[Records from a data source]

■ ■ ■ ■

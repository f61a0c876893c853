//! Pipeline instance events and the event sink seam.
//!
//! The reconciler emits one `pipeline.instance` event per observed status
//! transition. Delivery is at-least-once; consumers must tolerate
//! duplicates.

use crate::core::Pipeline;
use crate::utils::iso_timestamp;
use async_trait::async_trait;
use serde::{Deserialize, Serialize};
use tracing::info;
use uuid::Uuid;

/// An event describing the state of a pipeline instance.
#[derive(Debug, Clone, Serialize, Deserialize)]
pub struct PipelineEvent {
    /// Unique event id.
    pub id: Uuid,
    /// The event type (currently always `pipeline.instance`).
    #[serde(rename = "type")]
    pub event_type: String,
    /// When the event was created (ISO 8601).
    pub timestamp: String,
    /// The pipeline the event describes.
    pub pipeline_id: u64,
    /// Pipeline status at emission time.
    pub status: String,
    /// The user on whose behalf the pipeline runs.
    pub user_id: Option<String>,
    /// Additional payload data.
    #[serde(default)]
    pub data: serde_json::Value,
}

impl PipelineEvent {
    /// Builds a `pipeline.instance` event from a pipeline snapshot.
    #[must_use]
    pub fn instance(pipeline: &Pipeline) -> Self {
        Self {
            id: Uuid::new_v4(),
            event_type: "pipeline.instance".to_string(),
            timestamp: iso_timestamp(),
            pipeline_id: pipeline.id(),
            status: pipeline.status().to_string(),
            user_id: pipeline.user_id.clone(),
            data: serde_json::json!({
                "namespace": pipeline.extra.namespace,
            }),
        }
    }
}

/// Trait for sinks that receive pipeline events.
#[async_trait]
pub trait EventSink: Send + Sync {
    /// Emits an event asynchronously.
    async fn emit(&self, event: PipelineEvent);

    /// Emits an event without blocking and without failing.
    ///
    /// Must never panic; errors are logged and suppressed by the impl.
    fn try_emit(&self, event: PipelineEvent);
}

/// A sink that discards all events.
#[derive(Debug, Clone, Copy, Default)]
pub struct NoOpEventSink;

#[async_trait]
impl EventSink for NoOpEventSink {
    async fn emit(&self, _event: PipelineEvent) {}

    fn try_emit(&self, _event: PipelineEvent) {}
}

/// A sink that logs events through the tracing framework.
#[derive(Debug, Clone, Copy, Default)]
pub struct LoggingEventSink;

impl LoggingEventSink {
    fn log_event(event: &PipelineEvent) {
        info!(
            event_id = %event.id,
            pipeline_id = event.pipeline_id,
            status = %event.status,
            "event: {}", event.event_type
        );
    }
}

#[async_trait]
impl EventSink for LoggingEventSink {
    async fn emit(&self, event: PipelineEvent) {
        Self::log_event(&event);
    }

    fn try_emit(&self, event: PipelineEvent) {
        Self::log_event(&event);
    }
}

/// A collecting sink for tests.
#[derive(Debug, Default)]
pub struct CollectingEventSink {
    events: parking_lot::RwLock<Vec<PipelineEvent>>,
}

impl CollectingEventSink {
    /// Creates a new collecting sink.
    #[must_use]
    pub fn new() -> Self {
        Self::default()
    }

    /// Returns all collected events.
    #[must_use]
    pub fn events(&self) -> Vec<PipelineEvent> {
        self.events.read().clone()
    }

    /// Returns the statuses of collected events, in emission order.
    #[must_use]
    pub fn statuses(&self) -> Vec<String> {
        self.events.read().iter().map(|e| e.status.clone()).collect()
    }

    /// Returns the number of collected events.
    #[must_use]
    pub fn len(&self) -> usize {
        self.events.read().len()
    }

    /// Returns true if no events have been collected.
    #[must_use]
    pub fn is_empty(&self) -> bool {
        self.events.read().is_empty()
    }
}

#[async_trait]
impl EventSink for CollectingEventSink {
    async fn emit(&self, event: PipelineEvent) {
        self.events.write().push(event);
    }

    fn try_emit(&self, event: PipelineEvent) {
        self.events.write().push(event);
    }
}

■ ■ ■ ■

*Task prompt:*
Output these and nothing else: the lines from the one holding "sink for tests." through the final line of the entries above, exactly as they appear.

*Task answer:*
/// A collecting sink for tests.
#[derive(Debug, Default)]
pub struct CollectingEventSink {
    events: parking_lot::RwLock<Vec<PipelineEvent>>,
}

impl CollectingEventSink {
    /// Creates a new collecting sink.
    #[must_use]
    pub fn new() -> Self {
        Self::default()
    }

    /// Returns all collected events.
    #[must_use]
    pub fn events(&self) -> Vec<PipelineEvent> {
        self.events.read().clone()
    }

    /// Returns the statuses of collected events, in emission order.
    #[must_use]
    pub fn statuses(&self) -> Vec<String> {
        self.events.read().iter().map(|e| e.status.clone()).collect()
    }

    /// Returns the number of collected events.
    #[must_use]
    pub fn len(&self) -> usize {
        self.events.read().len()
    }

    /// Returns true if no events have been collected.
    #[must_use]
    pub fn is_empty(&self) -> bool {
        self.events.read().is_empty()
    }
}

#[async_trait]
impl EventSink for CollectingEventSink {
    async fn emit(&self, event: PipelineEvent) {
        self.events.write().push(event);
    }

    fn try_emit(&self, event: PipelineEvent) {
        self.events.write().push(event);
    }
}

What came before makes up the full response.